Das Meinungsforschungsinstitut TNS Infratest hatte 3.800 Teilnehmer von August bis Oktober 2012 befragt. Der hohe Wert entspricht vergleichbaren Umfragen der Vorjahre.

"Die deutsche Bevölkerung steht weiterhin in großer Geschlossenheit hinter dem Ausbau der Erneuerbaren Energien", so Philipp Vohrer, Geschäftsführer der Agentur für Erneuerbare Energien. 74 Prozent sind der Meinung, dass Erneuerbare Energien zu einer sicheren Zukunft der nachfolgenden Generation beitragen. Mehr als zwei Drittel sehen den Klimaschutz als besonderen Vorteil der Energie aus Sonne, Wind & Co. an. Ebenso spricht es nach Meinung von 62 Prozent der Befragten für die Erneuerbaren, dass sie die Abhängigkeit von Energieimporten senken.
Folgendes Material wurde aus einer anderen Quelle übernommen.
//! Node bootstrap commands

use crate::config_manager::Settings;
use crate::services::kubeadm::progress::{Step, StepOutcome, TracingProgress, ProgressSink};
use crate::services::kubeadm::tools::{
    JoinTarget, Kubeadm, Kubectl, Systemctl, TcpProbe, Toolkit,
};
use crate::services::kubeadm::types::{
    BootstrapConfig, HardwareProfile, NodeIdentity, OperatorDecisions,
};
use crate::services::kubeadm::wait::SystemClock;
use crate::services::kubeadm::{
    self, BootstrapOutcome, BootstrapReport, Bootstrapper, OverlayOutcome,
};
use crate::utils::exec::{CommandExecutor, Executor};
use crate::utils::prompt;
use anyhow::{Context, Result};
use clap::Subcommand;
use std::path::{Path, PathBuf};

#[derive(Subcommand, Clone, Debug)]
pub enum ClusterCommands {
    /// Bootstrap this node as a control plane (reset, kubeadm init, overlay, taints)
    Init {
        /// Answer yes to every prompt
        #[arg(long, short = 'y')]
        yes: bool,
        /// Do not install the pod network overlay
        #[arg(long)]
        no_overlay: bool,
        /// Leave the control-plane NoSchedule taints in place
        #[arg(long)]
        keep_taints: bool,
        /// Fail if the API server never starts listening
        #[arg(long)]
        strict_readiness: bool,
        /// Fail if overlay pods never become ready
        #[arg(long)]
        strict_overlay: bool,
    },
    /// Reset this node to a clean pre-bootstrap state
    Reset {
        /// Skip confirmation prompt
        #[arg(long, short = 'y')]
        yes: bool,
    },
    /// Print the kubeadm and kubelet configuration for this node
    Render {
        /// Write the documents here instead of printing them
        #[arg(long, short = 'o')]
        output_dir: Option<PathBuf>,
    },
    /// Reset this node and join an existing cluster as a worker
    Join {
        /// Control plane endpoint (e.g., 192.168.1.50:6443)
        #[arg(long)]
        server: String,
        /// Bootstrap token
        #[arg(long)]
        token: String,
        /// CA certificate hash (sha256:...)
        #[arg(long)]
        ca_cert_hash: String,
        /// Skip confirmation prompt
        #[arg(long, short = 'y')]
        yes: bool,
    },
    /// Show detected node identity and hardware
    Identity,
}

pub fn handle_cluster(mut settings: Settings, command: ClusterCommands) -> Result<()> {
    match command {
        ClusterCommands::Init {
            yes,
            no_overlay,
            keep_taints,
            strict_readiness,
            strict_overlay,
        } => {
            settings.readiness.strict_api |= strict_readiness;
            settings.readiness.strict_overlay |= strict_overlay;
            handle_init(&settings, yes, no_overlay, keep_taints)
        }
        ClusterCommands::Reset { yes } => handle_reset(&settings, yes),
        ClusterCommands::Render { output_dir } => handle_render(&settings, output_dir.as_deref()),
        ClusterCommands::Join {
            server,
            token,
            ca_cert_hash,
            yes,
        } => {
            let target = JoinTarget {
                endpoint: server,
                token,
                ca_cert_hash,
            };
            handle_join(&settings, &target, yes)
        }
        ClusterCommands::Identity => handle_identity(&settings),
    }
}

/// Build the local collaborators and hand them to `f`
fn with_local_toolkit<T>(settings: &Settings, f: impl FnOnce(&Toolkit<'_>) -> T) -> T {
    let exec = Executor::local();
    let kubeadm = Kubeadm::new(&exec);
    let kubectl = Kubectl::new(&exec, &settings.paths.admin_conf);
    let systemctl = Systemctl::new(&exec);
    let probe = TcpProbe::default();
    let clock = SystemClock::new();
    let progress = TracingProgress;
    let toolkit = Toolkit {
        exec: &exec,
        tool: &kubeadm,
        cluster: &kubectl,
        services: &systemctl,
        probe: &probe,
        clock: &clock,
        progress: &progress,
    };
    f(&toolkit)
}

fn ensure_root() -> Result<()> {
    if !nix::unistd::Uid::effective().is_root() {
        anyhow::bail!("This command changes system state and must be run as root (try sudo)");
    }
    Ok(())
}

fn detect_node(exec: &dyn CommandExecutor, settings: &Settings) -> Result<(NodeIdentity, HardwareProfile)> {
    let progress = TracingProgress;
    progress.report(Step::DetectIdentity, StepOutcome::Started);
    let identity = kubeadm::detect_node_identity(exec).context("Failed to detect node identity")?;
    let hardware = kubeadm::detect_hardware_profile(exec, &settings.overlay);
    progress.report(Step::DetectIdentity, StepOutcome::Completed);
    Ok((identity, hardware))
}

fn print_node(identity: &NodeIdentity, hardware: &HardwareProfile) {
    println!("Node: {}", identity.hostname);
    println!(
        "  Primary interface: {} ({})",
        identity.primary_interface, identity.primary_ip
    );
    match &hardware.model {
        Some(model) => println!("  Board: {}", model),
        None => println!("  Board: unknown"),
    }
    if hardware.is_constrained_sbc {
        println!("  Constrained board: overlay will be pinned to {}", identity.primary_interface);
    }
}

/// Resolve the operator's yes/no decisions from flags, asking for the rest
pub fn decide<F>(yes: bool, no_overlay: bool, keep_taints: bool, mut ask: F) -> Result<OperatorDecisions>
where
    F: FnMut(&str, bool) -> Result<bool>,
{
    let become_control_plane =
        yes || ask("Initialize this node as a Kubernetes control plane?", false)?;
    if !become_control_plane {
        return Ok(OperatorDecisions {
            become_control_plane,
            install_overlay: false,
            remove_taints: false,
        });
    }

    let install_overlay = if no_overlay {
        false
    } else {
        yes || ask("Install the flannel pod network?", true)?
    };

    Ok(OperatorDecisions {
        become_control_plane,
        install_overlay,
        remove_taints: !keep_taints,
    })
}

fn handle_init(settings: &Settings, yes: bool, no_overlay: bool, keep_taints: bool) -> Result<()> {
    ensure_root()?;
    let exec = Executor::local();
    let (identity, hardware) = detect_node(&exec, settings)?;
    let operator = kubeadm::detect_operator()?;
    print_node(&identity, &hardware);
    println!("  Operator: {} ({})", operator.user, operator.home.display());
    println!();

    let decisions = decide(yes, no_overlay, keep_taints, prompt::confirm)?;
    if !decisions.become_control_plane {
        println!("Not initializing a control plane. To add this node to an existing cluster run:");
        println!("  kubeboot join --server <host:6443> --token <token> --ca-cert-hash sha256:<hash>");
        return Ok(());
    }

    let outcome = with_local_toolkit(settings, |toolkit| {
        Bootstrapper::new(toolkit, settings, &operator).bootstrap(&identity, &hardware, &decisions)
    })?;

    match outcome {
        BootstrapOutcome::Skipped => println!("Control-plane initialization skipped."),
        BootstrapOutcome::Completed(report) => print_summary(&report),
    }
    Ok(())
}

fn print_summary(report: &BootstrapReport) {
    let control_plane = &report.control_plane;
    println!();
    println!("✓ Control plane initialized at {}", control_plane.config.control_plane_endpoint());
    if !control_plane.api_ready {
        println!("⚠ The API server was not confirmed ready; check 'systemctl status kubelet'");
    }
    println!(
        "  Admin kubeconfig: {} (owner: {})",
        control_plane.credential.path.display(),
        control_plane.credential.owner
    );

    match &report.overlay {
        OverlayOutcome::Skipped => println!("  Pod network: not installed"),
        OverlayOutcome::Installed { ready: true, .. } => println!("  Pod network: ready"),
        OverlayOutcome::Installed { ready: false, .. } => {
            println!("  Pod network: applied, pods not ready yet")
        }
    }

    if let Some(token) = &control_plane.join_token {
        println!();
        println!("To join worker nodes, run on each node:");
        println!(
            "  kubeboot join --server {} --token {} --ca-cert-hash {}",
            token.control_plane_endpoint, token.token, token.ca_cert_hash
        );
        println!("or:");
        println!("  {}", token.join_command());
        println!();
        println!("The token expires in 24 hours; record it now.");
    }
}

fn handle_reset(settings: &Settings, yes: bool) -> Result<()> {
    ensure_root()?;
    if !yes
        && !prompt::confirm(
            "This will destroy all cluster state on this node. Continue?",
            false,
        )?
    {
        println!("Reset cancelled.");
        return Ok(());
    }

    let operator = kubeadm::detect_operator()?;
    let report = with_local_toolkit(settings, |toolkit| {
        kubeadm::reset_node(toolkit, settings, &operator)
    })?;
    if report.was_clean() {
        println!("✓ Node was already clean");
    } else {
        println!("✓ Node reset");
    }
    Ok(())
}

fn handle_render(settings: &Settings, output_dir: Option<&Path>) -> Result<()> {
    let exec = Executor::local();
    let (identity, _) = detect_node(&exec, settings)?;
    let config = BootstrapConfig::new(&identity, settings);
    let rendered = kubeadm::render(&config)?;

    match output_dir {
        Some(dir) => {
            let init_path = dir.join("kubeadm-init.yaml");
            let kubelet_path = dir.join("kubelet-config.yaml");
            exec.write_file(&init_path, rendered.init_document.as_bytes())?;
            exec.write_file(&kubelet_path, rendered.kubelet_document.as_bytes())?;
            println!("✓ Wrote {}", init_path.display());
            println!("✓ Wrote {}", kubelet_path.display());
        }
        None => print!("{}", rendered.init_document),
    }
    Ok(())
}

fn handle_join(settings: &Settings, target: &JoinTarget, yes: bool) -> Result<()> {
    ensure_root()?;
    if !yes
        && !prompt::confirm(
            &format!(
                "Reset this node and join the cluster at {}?",
                target.endpoint
            ),
            false,
        )?
    {
        println!("Join cancelled.");
        return Ok(());
    }

    let operator = kubeadm::detect_operator()?;
    with_local_toolkit(settings, |toolkit| {
        kubeadm::join_cluster(toolkit, settings, &operator, target)
    })?;
    println!("Run 'kubectl get nodes' on the control plane to confirm.");
    Ok(())
}

fn handle_identity(settings: &Settings) -> Result<()> {
    let exec = Executor::local();
    let (identity, hardware) = detect_node(&exec, settings)?;
    print_node(&identity, &hardware);
    Ok(())
}

#[cfg(test)]
mod tests {
    use super::*;

    fn never_asked(question: &str, _default: bool) -> Result<bool> {
        panic!("unexpected prompt: {}", question);
    }

    #[test]
    fn test_yes_answers_everything() {
        let decisions = decide(true, false, false, never_asked).unwrap();
        assert_eq!(
            decisions,
            OperatorDecisions {
                become_control_plane: true,
                install_overlay: true,
                remove_taints: true,
            }
        );
    }

    #[test]
    fn test_prompt_defaults() {
        let mut asked = Vec::new();
        let decisions = decide(false, false, false, |question, default| {
            asked.push((question.to_string(), default));
            Ok(default)
        })
        .unwrap();

        // Control plane defaults to no, so the overlay question is never reached
        assert!(!decisions.become_control_plane);
        assert_eq!(asked.len(), 1);
        assert!(!asked[0].1);
    }

    #[test]
    fn test_overlay_defaults_to_yes() {
        let mut answers = vec![true];
        let decisions = decide(false, false, true, |_, default| {
            Ok(answers.pop().unwrap_or(default))
        })
        .unwrap();
        assert!(decisions.become_control_plane);
        assert!(decisions.install_overlay);
        assert!(!decisions.remove_taints);
    }

    #[test]
    fn test_no_overlay_flag_skips_question() {
        let decisions = decide(false, true, false, |question, _| {
            assert!(question.contains("control plane"));
            Ok(true)
        })
        .unwrap();
        assert!(!decisions.install_overlay);
    }
}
Auch vor der eigenen Haustür sind Erneuerbare beliebt

Auch die Akzeptanz gegenüber Anlagen in der Umgebung der Befragten ist groß und hat im Vergleich zum Vorjahr sogar leicht zugenommen. Zwei Drittel der Befragten begrüßen Erneuerbare-Energien-Anlagen in der eigenen Nachbarschaft. Besonders beliebt sind Solarparks – 77 Prozent der Befragten finden diese Anlagen in ihrer Nachbarschaft sehr gut oder gut.

Die aktuelle Umfrage zeigt, dass sich ein Trend der Vorjahre festigt: Haben die Befragten bereits Vorerfahrungen mit entsprechenden Erneuerbaren-Energien-Anlagen in ihrer Nachbarschaft gemacht, steigt die Akzeptanz sogar noch – bei den Solarparks beispielsweise auf 84 Prozent. Die gleiche Beobachtung lässt sich auch bei anderen Erneuerbare-Energien-Erzeugungsanlagen machen, etwa bei Windenergie- und Biomasseanlagen.

Kosten der Energiewende gerecht verteilen

Die Umfragen der vergangenen Jahre zeigten die große Bereitschaft der Deutschen, die Kosten für die Förderung der Erneuerbaren Energien zu tragen. Noch 2011 hielten mehr als drei Viertel der Befragten die damalige EEG-Umlage in Höhe von 3,5 Cent pro Kilowattstunde (ct/kWh) für "angemessen" oder sogar für "zu niedrig".

Das Ergebnis der aktuellen Umfrage zeigt, dass diese Bereitschaft abnimmt, wenn die EEG-Umlage ab 2013, wie von vielen Experten erwartet, auf rund 5 ct/kWh stiegt. Während 46 Prozent der Befragten eine EEG-Umlage von rund 5 ct/kWh für "angemessen" oder "zu niedrig" halten, erachten 51 Prozent sie für "zu hoch".

Die zusätzlichen Belastungen kleiner und mittlerer Unternehmen sowie der Privathaushalte nehmen zu, seitdem die Zahl der von der EEG-Umlage befreiten Unternehmen steigt. Nach Berechnungen des Bundesverbandes Erneuerbare Energie macht die Privilegierung der Großverbraucher knapp 1 Cent der Umlage (derzeit 3,59 ct/kWh) aus.

2013 wird dieser Wert bereits 1,3 ct/kWh betragen. Weitere Steigerungsfaktoren innerhalb der EEG-Umlagen sind: Marktprämie, Merit-Order-Effekt und Liquiditätsreserve.